══ Listed records ══
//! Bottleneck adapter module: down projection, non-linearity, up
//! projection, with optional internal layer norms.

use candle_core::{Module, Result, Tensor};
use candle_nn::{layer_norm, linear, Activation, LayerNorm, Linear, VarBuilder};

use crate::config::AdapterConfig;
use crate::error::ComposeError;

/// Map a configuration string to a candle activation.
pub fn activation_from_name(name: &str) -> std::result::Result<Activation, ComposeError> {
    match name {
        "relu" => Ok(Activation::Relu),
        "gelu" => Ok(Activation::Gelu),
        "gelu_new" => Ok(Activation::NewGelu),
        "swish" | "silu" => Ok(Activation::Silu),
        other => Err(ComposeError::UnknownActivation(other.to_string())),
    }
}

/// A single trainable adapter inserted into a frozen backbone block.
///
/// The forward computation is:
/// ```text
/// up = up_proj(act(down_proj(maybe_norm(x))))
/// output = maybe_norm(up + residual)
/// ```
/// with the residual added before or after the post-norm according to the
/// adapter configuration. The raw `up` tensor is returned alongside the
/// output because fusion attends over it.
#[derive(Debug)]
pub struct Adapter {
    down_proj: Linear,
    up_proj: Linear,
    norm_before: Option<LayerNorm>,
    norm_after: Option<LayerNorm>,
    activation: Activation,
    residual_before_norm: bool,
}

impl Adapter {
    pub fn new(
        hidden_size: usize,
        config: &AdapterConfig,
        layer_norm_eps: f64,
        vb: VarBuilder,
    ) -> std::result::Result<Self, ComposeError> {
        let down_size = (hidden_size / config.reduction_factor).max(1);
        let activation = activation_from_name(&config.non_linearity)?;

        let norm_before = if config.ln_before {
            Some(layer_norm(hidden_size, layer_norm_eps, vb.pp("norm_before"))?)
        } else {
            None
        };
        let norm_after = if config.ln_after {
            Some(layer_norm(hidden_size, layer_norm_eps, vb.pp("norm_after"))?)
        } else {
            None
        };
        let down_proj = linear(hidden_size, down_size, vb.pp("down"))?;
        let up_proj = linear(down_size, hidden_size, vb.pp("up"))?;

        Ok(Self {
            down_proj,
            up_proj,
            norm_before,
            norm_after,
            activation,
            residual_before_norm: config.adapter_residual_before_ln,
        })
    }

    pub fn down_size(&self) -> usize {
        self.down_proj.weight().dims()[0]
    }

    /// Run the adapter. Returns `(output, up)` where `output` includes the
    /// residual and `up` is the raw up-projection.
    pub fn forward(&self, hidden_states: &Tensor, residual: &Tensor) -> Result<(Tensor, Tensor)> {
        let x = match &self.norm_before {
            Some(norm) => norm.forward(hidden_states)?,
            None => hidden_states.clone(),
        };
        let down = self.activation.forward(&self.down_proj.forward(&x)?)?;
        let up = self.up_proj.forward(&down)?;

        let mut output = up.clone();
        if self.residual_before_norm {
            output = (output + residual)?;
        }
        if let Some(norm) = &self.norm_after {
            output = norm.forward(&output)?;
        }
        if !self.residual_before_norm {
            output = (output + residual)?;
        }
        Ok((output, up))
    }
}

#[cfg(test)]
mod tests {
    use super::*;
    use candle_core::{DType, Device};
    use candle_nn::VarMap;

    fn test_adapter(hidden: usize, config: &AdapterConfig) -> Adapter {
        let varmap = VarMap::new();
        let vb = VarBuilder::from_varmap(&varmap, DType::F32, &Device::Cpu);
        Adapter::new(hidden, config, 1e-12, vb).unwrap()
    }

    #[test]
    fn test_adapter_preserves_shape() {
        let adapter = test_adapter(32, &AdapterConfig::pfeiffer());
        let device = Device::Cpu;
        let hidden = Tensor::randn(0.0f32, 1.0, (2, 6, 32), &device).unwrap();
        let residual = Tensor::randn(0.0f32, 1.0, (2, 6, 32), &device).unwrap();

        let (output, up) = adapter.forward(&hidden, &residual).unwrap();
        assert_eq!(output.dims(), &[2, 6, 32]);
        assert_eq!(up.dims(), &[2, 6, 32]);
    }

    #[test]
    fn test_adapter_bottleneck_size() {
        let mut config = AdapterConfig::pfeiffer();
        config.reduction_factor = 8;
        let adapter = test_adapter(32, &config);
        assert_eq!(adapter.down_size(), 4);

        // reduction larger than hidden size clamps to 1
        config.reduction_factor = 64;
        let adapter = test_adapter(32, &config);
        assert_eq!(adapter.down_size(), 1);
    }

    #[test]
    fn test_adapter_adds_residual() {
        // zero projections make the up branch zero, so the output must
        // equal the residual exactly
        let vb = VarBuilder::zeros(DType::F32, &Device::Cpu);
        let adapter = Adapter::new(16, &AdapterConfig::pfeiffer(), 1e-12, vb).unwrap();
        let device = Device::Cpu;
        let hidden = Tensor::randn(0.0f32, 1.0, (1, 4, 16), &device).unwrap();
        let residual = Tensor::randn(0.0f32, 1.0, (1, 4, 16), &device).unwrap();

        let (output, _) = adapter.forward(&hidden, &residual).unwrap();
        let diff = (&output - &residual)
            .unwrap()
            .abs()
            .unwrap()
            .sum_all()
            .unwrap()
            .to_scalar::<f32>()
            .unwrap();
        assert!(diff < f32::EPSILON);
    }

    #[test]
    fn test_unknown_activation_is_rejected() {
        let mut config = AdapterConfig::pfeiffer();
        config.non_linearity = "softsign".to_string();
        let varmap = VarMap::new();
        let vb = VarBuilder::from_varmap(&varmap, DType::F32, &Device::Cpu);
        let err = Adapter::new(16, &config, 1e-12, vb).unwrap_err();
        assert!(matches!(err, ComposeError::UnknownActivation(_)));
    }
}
═══
What you have to do: Every entry, from first to last, should be written out exactly.

Written answer:
//! Bottleneck adapter module: down projection, non-linearity, up
//! projection, with optional internal layer norms.

use candle_core::{Module, Result, Tensor};
use candle_nn::{layer_norm, linear, Activation, LayerNorm, Linear, VarBuilder};

use crate::config::AdapterConfig;
use crate::error::ComposeError;

/// Map a configuration string to a candle activation.
pub fn activation_from_name(name: &str) -> std::result::Result<Activation, ComposeError> {
    match name {
        "relu" => Ok(Activation::Relu),
        "gelu" => Ok(Activation::Gelu),
        "gelu_new" => Ok(Activation::NewGelu),
        "swish" | "silu" => Ok(Activation::Silu),
        other => Err(ComposeError::UnknownActivation(other.to_string())),
    }
}

/// A single trainable adapter inserted into a frozen backbone block.
///
/// The forward computation is:
/// ```text
/// up = up_proj(act(down_proj(maybe_norm(x))))
/// output = maybe_norm(up + residual)
/// ```
/// with the residual added before or after the post-norm according to the
/// adapter configuration. The raw `up` tensor is returned alongside the
/// output because fusion attends over it.
#[derive(Debug)]
pub struct Adapter {
    down_proj: Linear,
    up_proj: Linear,
    norm_before: Option<LayerNorm>,
    norm_after: Option<LayerNorm>,
    activation: Activation,
    residual_before_norm: bool,
}

impl Adapter {
    pub fn new(
        hidden_size: usize,
        config: &AdapterConfig,
        layer_norm_eps: f64,
        vb: VarBuilder,
    ) -> std::result::Result<Self, ComposeError> {
        let down_size = (hidden_size / config.reduction_factor).max(1);
        let activation = activation_from_name(&config.non_linearity)?;

        let norm_before = if config.ln_before {
            Some(layer_norm(hidden_size, layer_norm_eps, vb.pp("norm_before"))?)
        } else {
            None
        };
        let norm_after = if config.ln_after {
            Some(layer_norm(hidden_size, layer_norm_eps, vb.pp("norm_after"))?)
        } else {
            None
        };
        let down_proj = linear(hidden_size, down_size, vb.pp("down"))?;
        let up_proj = linear(down_size, hidden_size, vb.pp("up"))?;

        Ok(Self {
            down_proj,
            up_proj,
            norm_before,
            norm_after,
            activation,
            residual_before_norm: config.adapter_residual_before_ln,
        })
    }

    pub fn down_size(&self) -> usize {
        self.down_proj.weight().dims()[0]
    }

    /// Run the adapter. Returns `(output, up)` where `output` includes the
    /// residual and `up` is the raw up-projection.
    pub fn forward(&self, hidden_states: &Tensor, residual: &Tensor) -> Result<(Tensor, Tensor)> {
        let x = match &self.norm_before {
            Some(norm) => norm.forward(hidden_states)?,
            None => hidden_states.clone(),
        };
        let down = self.activation.forward(&self.down_proj.forward(&x)?)?;
        let up = self.up_proj.forward(&down)?;

        let mut output = up.clone();
        if self.residual_before_norm {
            output = (output + residual)?;
        }
        if let Some(norm) = &self.norm_after {
            output = norm.forward(&output)?;
        }
        if !self.residual_before_norm {
            output = (output + residual)?;
        }
        Ok((output, up))
    }
}

#[cfg(test)]
mod tests {
    use super::*;
    use candle_core::{DType, Device};
    use candle_nn::VarMap;

    fn test_adapter(hidden: usize, config: &AdapterConfig) -> Adapter {
        let varmap = VarMap::new();
        let vb = VarBuilder::from_varmap(&varmap, DType::F32, &Device::Cpu);
        Adapter::new(hidden, config, 1e-12, vb).unwrap()
    }

    #[test]
    fn test_adapter_preserves_shape() {
        let adapter = test_adapter(32, &AdapterConfig::pfeiffer());
        let device = Device::Cpu;
        let hidden = Tensor::randn(0.0f32, 1.0, (2, 6, 32), &device).unwrap();
        let residual = Tensor::randn(0.0f32, 1.0, (2, 6, 32), &device).unwrap();

        let (output, up) = adapter.forward(&hidden, &residual).unwrap();
        assert_eq!(output.dims(), &[2, 6, 32]);
        assert_eq!(up.dims(), &[2, 6, 32]);
    }

    #[test]
    fn test_adapter_bottleneck_size() {
        let mut config = AdapterConfig::pfeiffer();
        config.reduction_factor = 8;
        let adapter = test_adapter(32, &config);
        assert_eq!(adapter.down_size(), 4);

        // reduction larger than hidden size clamps to 1
        config.reduction_factor = 64;
        let adapter = test_adapter(32, &config);
        assert_eq!(adapter.down_size(), 1);
    }

    #[test]
    fn test_adapter_adds_residual() {
        // zero projections make the up branch zero, so the output must
        // equal the residual exactly
        let vb = VarBuilder::zeros(DType::F32, &Device::Cpu);
        let adapter = Adapter::new(16, &AdapterConfig::pfeiffer(), 1e-12, vb).unwrap();
        let device = Device::Cpu;
        let hidden = Tensor::randn(0.0f32, 1.0, (1, 4, 16), &device).unwrap();
        let residual = Tensor::randn(0.0f32, 1.0, (1, 4, 16), &device).unwrap();

        let (output, _) = adapter.forward(&hidden, &residual).unwrap();
        let diff = (&output - &residual)
            .unwrap()
            .abs()
            .unwrap()
            .sum_all()
            .unwrap()
            .to_scalar::<f32>()
            .unwrap();
        assert!(diff < f32::EPSILON);
    }

    #[test]
    fn test_unknown_activation_is_rejected() {
        let mut config = AdapterConfig::pfeiffer();
        config.non_linearity = "softsign".to_string();
        let varmap = VarMap::new();
        let vb = VarBuilder::from_varmap(&varmap, DType::F32, &Device::Cpu);
        let err = Adapter::new(16, &config, 1e-12, vb).unwrap_err();
        assert!(matches!(err, ComposeError::UnknownActivation(_)));
    }
}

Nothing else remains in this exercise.